Malgré ces épreuves, rien ne ralentit son ministère. Il continuait de célébrer quotidiennement les offices, de visiter les malades jusque dans les hôpitaux au cœur de la nuit, de répondre aux appels des familles endeuillées et de parcourir des kilomètres pour apporter les saints Mystères à ceux qui ne pouvaient plus venir à l'église. Beaucoup racontaient qu'il connaissait mystérieusement les besoins spirituels des personnes avant même qu'elles ne les expriment. Son amour pastoral ne faisait aucune distinction entre les riches et les pauvres, les enfants et les vieillards, les pratiquants fervents et ceux qui s'étaient éloignés de l'Église.

Le 2 juillet 1966, alors qu'il se trouvait à Seattle avec l'icône miraculeuse de la Mère de Dieu de Koursk-Racine, il remit paisiblement son âme au Seigneur devant cette même icône qu'il avait tant aimée. Quelques jours plus tard, lors de ses funérailles à San Francisco, une foule immense vint lui rendre un dernier hommage. Des années après son repos, lorsque son tombeau fut ouvert, son corps fut retrouvé incorrompu. Depuis lors, d'innombrables fidèles ont témoigné de guérisons, de consolations et d'intercessions obtenues par ses prières. Dieu avait glorifié celui qui, toute sa vie, n'avait cherché qu'à Le glorifier.

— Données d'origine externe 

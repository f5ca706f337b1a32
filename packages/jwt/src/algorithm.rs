//! HMAC algorithms and the closed alias registry

use crate::error::{JwtError, JwtResult};
use hmac::{Hmac, Mac};
use sha2::{Sha256, Sha384, Sha512};
use std::collections::BTreeMap;
use std::fmt;

type HmacSha256 = Hmac<Sha256>;
type HmacSha384 = Hmac<Sha384>;
type HmacSha512 = Hmac<Sha512>;

/// Every MAC primitive this crate can sign with.
///
/// The set is closed: a registry can only enable a subset of these variants.
#[derive(Debug, Clone, Copy, PartialEq, Eq, Hash, PartialOrd, Ord)]
pub enum Algorithm {
    /// HMAC-SHA256
    Hs256,
    /// HMAC-SHA384
    Hs384,
    /// HMAC-SHA512
    Hs512,
}

impl Algorithm {
    /// All known algorithms
    pub const ALL: [Algorithm; 3] = [Algorithm::Hs256, Algorithm::Hs384, Algorithm::Hs512];

    /// Header alias (`alg` value)
    #[must_use]
    pub const fn alias(self) -> &'static str {
        match self {
            Algorithm::Hs256 => "HS256",
            Algorithm::Hs384 => "HS384",
            Algorithm::Hs512 => "HS512",
        }
    }

    /// MAC output length in bytes
    #[must_use]
    pub const fn output_len(self) -> usize {
        match self {
            Algorithm::Hs256 => 32,
            Algorithm::Hs384 => 48,
            Algorithm::Hs512 => 64,
        }
    }

    /// Compute the MAC of `data` under `secret`
    ///
    /// # Errors
    /// Returns `InvalidKey` if the MAC rejects the key
    pub fn mac(self, data: &[u8], secret: &[u8]) -> JwtResult<Vec<u8>> {
        match self {
            Algorithm::Hs256 => mac_with::<HmacSha256>(data, secret),
            Algorithm::Hs384 => mac_with::<HmacSha384>(data, secret),
            Algorithm::Hs512 => mac_with::<HmacSha512>(data, secret),
        }
    }
}

impl fmt::Display for Algorithm {
    fn fmt(&self, f: &mut fmt::Formatter<'_>) -> fmt::Result {
        f.write_str(self.alias())
    }
}

fn mac_with<M: Mac + hmac::digest::KeyInit>(data: &[u8], secret: &[u8]) -> JwtResult<Vec<u8>> {
    let mut mac = <M as Mac>::new_from_slice(secret)
        .map_err(|_| JwtError::invalid_key("Invalid HMAC key"))?;
    mac.update(data);
    Ok(mac.finalize().into_bytes().to_vec())
}

/// Immutable mapping from header alias to algorithm.
///
/// Built once when an engine is constructed. Lookups are exact and
/// case-sensitive, so `"none"`, `"hs256"` or a disabled alias never resolve.
#[derive(Debug, Clone, PartialEq, Eq)]
pub struct AlgorithmRegistry {
    entries: BTreeMap<&'static str, Algorithm>,
}

impl AlgorithmRegistry {
    /// Registry enabling exactly `algorithms`
    #[must_use]
    pub fn new(algorithms: impl IntoIterator<Item = Algorithm>) -> Self {
        Self {
            entries: algorithms.into_iter().map(|alg| (alg.alias(), alg)).collect(),
        }
    }

    /// Registry enabling every HMAC variant
    #[must_use]
    pub fn all() -> Self {
        Self::new(Algorithm::ALL)
    }

    /// Resolve a header alias
    ///
    /// # Errors
    /// Returns `UnsupportedAlgorithm` when `alias` is not registered
    pub fn resolve(&self, alias: &str) -> JwtResult<Algorithm> {
        self.entries
            .get(alias)
            .copied()
            .ok_or_else(|| JwtError::unsupported_algorithm(alias))
    }

    /// Whether `alias` is registered
    #[must_use]
    pub fn contains(&self, alias: &str) -> bool {
        self.entries.contains_key(alias)
    }

    /// Registered aliases in sorted order
    pub fn aliases(&self) -> impl Iterator<Item = &'static str> + '_ {
        self.entries.keys().copied()
    }
}

impl Default for AlgorithmRegistry {
    /// Only `HS256`
    fn default() -> Self {
        Self::new([Algorithm::Hs256])
    }
}
//! Token engine: issuance and the verification pipeline

use crate::algorithm::{Algorithm, AlgorithmRegistry};
use crate::error::{JwtError, JwtResult};
use crate::header::Header;
use crate::payload::Payload;
use crate::policy::{AcceptAll, ClaimPolicy};
use crate::signer::Signer;
use crate::token::{Token, TokenParts, VerifiedToken};
use chrono::Utc;
use serde_json::{Map, Value};
use std::fmt;
use std::sync::Arc;
use zeroize::Zeroizing;

/// Default token lifetime in seconds
pub const DEFAULT_TTL: i64 = 60;

/// Default upper bound on the length of a presented token, in bytes
pub const DEFAULT_MAX_TOKEN_LEN: usize = 8 * 1024;

/// Reason given by a validation hook for rejecting a token
#[derive(Debug, Clone, PartialEq, Eq)]
pub struct HookRejection(pub String);

impl HookRejection {
    /// Create a rejection with `reason`
    #[must_use]
    pub fn new(reason: impl Into<String>) -> Self {
        Self(reason.into())
    }
}

impl From<&str> for HookRejection {
    fn from(reason: &str) -> Self {
        Self(reason.to_string())
    }
}

impl From<String> for HookRejection {
    fn from(reason: String) -> Self {
        Self(reason)
    }
}

impl fmt::Display for HookRejection {
    fn fmt(&self, f: &mut fmt::Formatter<'_>) -> fmt::Result {
        f.write_str(&self.0)
    }
}

/// Per-call check run after the activity window and before the signature
pub type ValidationHook<'a> = dyn Fn(&Header, &Payload) -> Result<(), HookRejection> + 'a;

/// Issues and verifies HMAC-signed compact tokens.
///
/// Holds only read-only state and can be shared between threads.
#[derive(Clone)]
pub struct TokenEngine {
    signer: Signer,
    default_ttl: i64,
    policy: Arc<dyn ClaimPolicy>,
    max_token_len: usize,
}

impl TokenEngine {
    /// Start building an engine
    #[must_use]
    pub fn builder() -> TokenEngineBuilder {
        TokenEngineBuilder::new()
    }

    /// Engine with the default registry (`HS256` only) and default TTL
    ///
    /// # Errors
    /// Returns `MissingSecret` when `secret` is empty
    pub fn new(secret: impl AsRef<[u8]>) -> JwtResult<Self> {
        Self::builder().with_secret(secret).build()
    }

    /// Lifetime used when [`TokenEngine::issue`] gets no TTL
    #[must_use]
    pub fn default_ttl(&self) -> i64 {
        self.default_ttl
    }

    /// Algorithms this engine accepts
    #[must_use]
    pub fn registry(&self) -> &AlgorithmRegistry {
        self.signer.registry()
    }

    /// Issue a new token.
    ///
    /// The payload carries `iat = now`, `exp = iat + ttl` and a fresh `jti`;
    /// `extra` is merged last and may override any of them.
    ///
    /// # Errors
    /// Returns `UnsupportedAlgorithm` when `alg` is not registered, `InvalidTtl`
    /// when the lifetime is not positive and `InvalidClaim` when `extra` holds a
    /// mistyped reserved claim
    pub fn issue(&self, ttl: Option<i64>, alg: &str, extra: Map<String, Value>) -> JwtResult<Token> {
        self.issue_at(ttl, alg, extra, Utc::now().timestamp())
    }

    /// [`TokenEngine::issue`] with the default TTL and `HS256`
    ///
    /// # Errors
    /// See [`TokenEngine::issue`]
    pub fn issue_default(&self, extra: Map<String, Value>) -> JwtResult<Token> {
        self.issue(None, Algorithm::Hs256.alias(), extra)
    }

    /// [`TokenEngine::issue`] with an explicit issue time
    ///
    /// # Errors
    /// See [`TokenEngine::issue`]
    pub fn issue_at(
        &self,
        ttl: Option<i64>,
        alg: &str,
        extra: Map<String, Value>,
        now: i64,
    ) -> JwtResult<Token> {
        self.signer.registry().resolve(alg)?;
        let ttl = ttl.unwrap_or(self.default_ttl);
        if ttl <= 0 {
            return Err(JwtError::InvalidTtl(ttl));
        }

        let header = Header::new(alg);
        let mut payload = Payload::for_issue(now, ttl);
        payload.merge(extra)?;

        let token = self.sign(&header, &payload)?;
        tracing::debug!(
            alg,
            jti = ?payload.jwt_id(),
            exp = ?payload.expiry(),
            "issued token"
        );
        Ok(token)
    }

    /// Encode and sign caller-built claims with the algorithm named in `header`
    ///
    /// # Errors
    /// Returns `UnsupportedAlgorithm` when `header.alg()` is not registered
    pub fn sign(&self, header: &Header, payload: &Payload) -> JwtResult<Token> {
        let mut unsigned = header.encode()?;
        unsigned.push('.');
        unsigned.push_str(&payload.encode()?);

        let signature = self.signer.sign(&unsigned, header.alg())?;
        Ok(Token::from_parts(unsigned, &signature))
    }

    /// Verify `token` against the wall clock
    ///
    /// # Errors
    /// Returns the error of the first failing step; see [`TokenEngine::verify_with_at`]
    pub fn verify(&self, token: &str) -> JwtResult<VerifiedToken> {
        self.run(token, None, Utc::now().timestamp())
    }

    /// Verify `token` with a validation hook
    ///
    /// # Errors
    /// See [`TokenEngine::verify_with_at`]
    pub fn verify_with<F>(&self, token: &str, hook: F) -> JwtResult<VerifiedToken>
    where
        F: Fn(&Header, &Payload) -> Result<(), HookRejection>,
    {
        let hook: &ValidationHook<'_> = &hook;
        self.run(token, Some(hook), Utc::now().timestamp())
    }

    /// Verify `token` as of `now`
    ///
    /// # Errors
    /// See [`TokenEngine::verify_with_at`]
    pub fn verify_at(&self, token: &str, now: i64) -> JwtResult<VerifiedToken> {
        self.run(token, None, now)
    }

    /// Verify `token` as of `now` with a validation hook.
    ///
    /// Steps, each terminal on failure:
    /// 1. size bound and three non-empty segments (`MalformedStructure`)
    /// 2. header and payload decoding (`MalformedInput`)
    /// 3. activity window and claim policy (`NotActiveOrInvalid`)
    /// 4. the hook (`CustomValidationFailed`)
    /// 5. algorithm lookup and signature (`UnsupportedAlgorithm`, `SignatureMismatch`)
    ///
    /// # Errors
    /// Returns the error of the first failing step
    pub fn verify_with_at<F>(&self, token: &str, hook: F, now: i64) -> JwtResult<VerifiedToken>
    where
        F: Fn(&Header, &Payload) -> Result<(), HookRejection>,
    {
        let hook: &ValidationHook<'_> = &hook;
        self.run(token, Some(hook), now)
    }

    /// Verify and discard the claims
    ///
    /// # Errors
    /// See [`TokenEngine::verify`]
    pub fn authenticate(&self, token: &str) -> JwtResult<()> {
        self.verify(token).map(drop)
    }

    /// Verify with a validation hook and discard the claims
    ///
    /// # Errors
    /// See [`TokenEngine::verify_with`]
    pub fn authenticate_with<F>(&self, token: &str, hook: F) -> JwtResult<()>
    where
        F: Fn(&Header, &Payload) -> Result<(), HookRejection>,
    {
        self.verify_with(token, hook).map(drop)
    }

    fn run(
        &self,
        token: &str,
        hook: Option<&ValidationHook<'_>>,
        now: i64,
    ) -> JwtResult<VerifiedToken> {
        if token.len() > self.max_token_len {
            return Err(JwtError::MalformedStructure);
        }
        let parts = TokenParts::split(token)?;

        let header = Header::decode(parts.header)?;
        let payload = Payload::decode(parts.payload)?;

        if !(payload.is_active_at(now) && self.policy.is_valid(&payload)) {
            return Err(JwtError::NotActiveOrInvalid);
        }

        if let Some(hook) = hook {
            hook(&header, &payload).map_err(|rejection| JwtError::CustomValidationFailed(rejection.0))?;
        }

        self.signer
            .verify(parts.unsigned(), parts.signature, header.alg())?;

        tracing::trace!(alg = header.alg(), jti = ?payload.jwt_id(), "token accepted");
        Ok(VerifiedToken::new(header, payload))
    }
}

impl fmt::Debug for TokenEngine {
    fn fmt(&self, f: &mut fmt::Formatter<'_>) -> fmt::Result {
        f.debug_struct("TokenEngine")
            .field("signer", &self.signer)
            .field("default_ttl", &self.default_ttl)
            .field("max_token_len", &self.max_token_len)
            .finish_non_exhaustive()
    }
}

/// Builder for [`TokenEngine`]
pub struct TokenEngineBuilder {
    secret: Option<Zeroizing<Vec<u8>>>,
    default_ttl: i64,
    registry: AlgorithmRegistry,
    policy: Arc<dyn ClaimPolicy>,
    max_token_len: usize,
}

impl TokenEngineBuilder {
    /// Builder with defaults: no secret, 60 s TTL, `HS256` only, accept-all policy
    #[must_use]
    pub fn new() -> Self {
        Self {
            secret: None,
            default_ttl: DEFAULT_TTL,
            registry: AlgorithmRegistry::default(),
            policy: Arc::new(AcceptAll),
            max_token_len: DEFAULT_MAX_TOKEN_LEN,
        }
    }

    /// Set the shared signing secret
    #[must_use]
    pub fn with_secret(mut self, secret: impl AsRef<[u8]>) -> Self {
        self.secret = Some(Zeroizing::new(secret.as_ref().to_vec()));
        self
    }

    /// Set the TTL used when issuance gets none
    #[must_use]
    pub fn with_default_ttl(mut self, ttl: i64) -> Self {
        self.default_ttl = ttl;
        self
    }

    /// Replace the algorithm registry
    #[must_use]
    pub fn with_registry(mut self, registry: AlgorithmRegistry) -> Self {
        self.registry = registry;
        self
    }

    /// Replace the claim policy
    #[must_use]
    pub fn with_policy(mut self, policy: impl ClaimPolicy) -> Self {
        self.policy = Arc::new(policy);
        self
    }

    /// Bound the length of presented tokens
    #[must_use]
    pub fn with_max_token_len(mut self, max: usize) -> Self {
        self.max_token_len = max;
        self
    }

    /// Build the engine
    ///
    /// # Errors
    /// Returns `MissingSecret` when no secret, or an empty one, was given and
    /// `InvalidTtl` when the default TTL is not positive
    pub fn build(self) -> JwtResult<TokenEngine> {
        let secret = self
            .secret
            .filter(|secret| !secret.is_empty())
            .ok_or(JwtError::MissingSecret)?;
        if self.default_ttl <= 0 {
            return Err(JwtError::InvalidTtl(self.default_ttl));
        }

        Ok(TokenEngine {
            signer: Signer::new(secret.to_vec(), self.registry),
            default_ttl: self.default_ttl,
            policy: self.policy,
            max_token_len: self.max_token_len,
        })
    }
}

impl Default for TokenEngineBuilder {
    fn default() -> Self {
        Self::new()
    }
}
//! Domain entities, value objects and the storage ports they persist through.

pub mod payment;
pub mod ports;
pub mod reservation;
pub mod room;
use thiserror::Error;

pub type Result<T> = std::result::Result<T, BookingError>;

#[derive(Error, Debug)]
pub enum BookingError {
    #[error("room not found: {0}")]
    RoomNotFound(String),
    #[error("validation error: {0}")]
    ValidationError(String),
    #[error("reservation id already exists: {0}")]
    IdConflict(String),
    #[error("room {0} already has an active reservation overlapping the requested dates")]
    OverlapConflict(String),
    #[error("reservation not found: {0}")]
    ReservationNotFound(String),
    #[error("reservation {0} is not active")]
    ReservationNotActive(String),
    #[error("payment already exists for reservation {0}")]
    PaymentAlreadyExists(String),
    #[error("CSV error: {0}")]
    CsvError(#[from] csv::Error),
    #[error("IO error: {0}")]
    IoError(#[from] std::io::Error),
    #[error("storage error: {0}")]
    StorageError(Box<dyn std::error::Error + Send + Sync>),
}

#[cfg(feature = "storage-rocksdb")]
impl From<rocksdb::Error> for BookingError {
    fn from(e: rocksdb::Error) -> Self {
        Self::StorageError(Box::new(e))
    }
}
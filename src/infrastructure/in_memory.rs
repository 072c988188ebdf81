use crate::domain::payment::Payment;
use crate::domain::ports::{PaymentStore, ReservationStore, RoomStore};
use crate::domain::reservation::{Reservation, ReservationStatus};
use crate::domain::room::Room;
use crate::error::{BookingError, Result};
use async_trait::async_trait;
use std::collections::HashMap;
use std::sync::Arc;
use tokio::sync::RwLock;

/// A thread-safe in-memory room registry.
///
/// Uses `Arc<RwLock<HashMap>>` to allow shared concurrent access. Ideal for
/// tests and single-process runs where persistence is not required.
#[derive(Default, Clone)]
pub struct InMemoryRoomStore {
    rooms: Arc<RwLock<HashMap<String, Room>>>,
}

impl InMemoryRoomStore {
    pub fn new() -> Self {
        Self::default()
    }
}

#[async_trait]
impl RoomStore for InMemoryRoomStore {
    async fn insert(&self, room: Room) -> Result<()> {
        let mut rooms = self.rooms.write().await;
        rooms.insert(room.id.clone(), room);
        Ok(())
    }

    async fn get(&self, room_id: &str) -> Result<Option<Room>> {
        let rooms = self.rooms.read().await;
        Ok(rooms.get(room_id).cloned())
    }

    async fn all(&self) -> Result<Vec<Room>> {
        let rooms = self.rooms.read().await;
        Ok(rooms.values().cloned().collect())
    }
}

/// A thread-safe in-memory reservation ledger.
///
/// Id uniqueness and the guarded status transition are enforced under the
/// map's write lock, giving the single-key atomicity the ledger operations
/// rely on.
#[derive(Default, Clone)]
pub struct InMemoryReservationStore {
    reservations: Arc<RwLock<HashMap<String, Reservation>>>,
}

impl InMemoryReservationStore {
    pub fn new() -> Self {
        Self::default()
    }
}

#[async_trait]
impl ReservationStore for InMemoryReservationStore {
    async fn insert(&self, reservation: Reservation) -> Result<()> {
        let mut reservations = self.reservations.write().await;
        if reservations.contains_key(&reservation.id) {
            return Err(BookingError::IdConflict(reservation.id));
        }
        reservations.insert(reservation.id.clone(), reservation);
        Ok(())
    }

    async fn get(&self, reservation_id: &str) -> Result<Option<Reservation>> {
        let reservations = self.reservations.read().await;
        Ok(reservations.get(reservation_id).cloned())
    }

    async fn all(&self) -> Result<Vec<Reservation>> {
        let reservations = self.reservations.read().await;
        Ok(reservations.values().cloned().collect())
    }

    async fn active_for_room(&self, room_id: &str) -> Result<Vec<Reservation>> {
        let reservations = self.reservations.read().await;
        Ok(reservations
            .values()
            .filter(|r| r.room_id == room_id && r.is_active())
            .cloned()
            .collect())
    }

    async fn cancel(&self, reservation_id: &str) -> Result<Reservation> {
        let mut reservations = self.reservations.write().await;
        let reservation = reservations
            .get_mut(reservation_id)
            .ok_or_else(|| BookingError::ReservationNotFound(reservation_id.to_string()))?;
        if !reservation.is_active() {
            return Err(BookingError::ReservationNotActive(
                reservation_id.to_string(),
            ));
        }
        reservation.status = ReservationStatus::Cancelled;
        Ok(reservation.clone())
    }
}

/// A thread-safe in-memory payment store.
#[derive(Default, Clone)]
pub struct InMemoryPaymentStore {
    payments: Arc<RwLock<HashMap<String, Payment>>>,
}

impl InMemoryPaymentStore {
    pub fn new() -> Self {
        Self::default()
    }
}

#[async_trait]
impl PaymentStore for InMemoryPaymentStore {
    async fn insert(&self, payment: Payment) -> Result<()> {
        let mut payments = self.payments.write().await;
        // Reservation uniqueness first: a duplicate charge reports
        // PaymentAlreadyExists even when the payment id is also reused.
        if payments
            .values()
            .any(|p| p.reservation_id == payment.reservation_id)
        {
            return Err(BookingError::PaymentAlreadyExists(payment.reservation_id));
        }
        if payments.contains_key(&payment.id) {
            return Err(BookingError::IdConflict(payment.id));
        }
        payments.insert(payment.id.clone(), payment);
        Ok(())
    }

    async fn get_by_reservation(&self, reservation_id: &str) -> Result<Option<Payment>> {
        let payments = self.payments.read().await;
        Ok(payments
            .values()
            .find(|p| p.reservation_id == reservation_id)
            .cloned())
    }

    async fn all(&self) -> Result<Vec<Payment>> {
        let payments = self.payments.read().await;
        Ok(payments.values().cloned().collect())
    }
}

Que nous enseigne donc saint Jean ?

Il nous enseigne d'abord que la sainteté n'est pas réservée aux siècles anciens. Elle est possible aujourd'hui. Dans un monde rempli de distractions, il nous rappelle la puissance de la prière. Dans une société qui recherche le confort, il nous montre la joie du sacrifice. Dans une époque marquée par les divisions, il nous apprend à aimer sans juger et à servir sans rechercher la reconnaissance.

Saint Jean nous enseigne aussi que chaque paroisse est un lieu où le Royaume de Dieu peut se manifester. Lorsqu'il célébrait dans notre église Saint-Nicolas, il ne voyait pas une petite communauté oubliée ; il voyait des âmes appelées à devenir des saints. Son regard était toujours tourné vers l'éternité.

Frères et sœurs, la meilleure manière d'honorer saint Jean n'est pas seulement d'admirer ses miracles ou de raconter sa vie. C'est d'imiter son exemple. Si nous prions davantage, si nous pardonnons plus facilement, si nous visitons les malades, si nous prenons soin des pauvres, si nous vivons chaque Liturgie avec un cœur repentant, alors son héritage continuera de porter du fruit dans notre paroisse. Amen.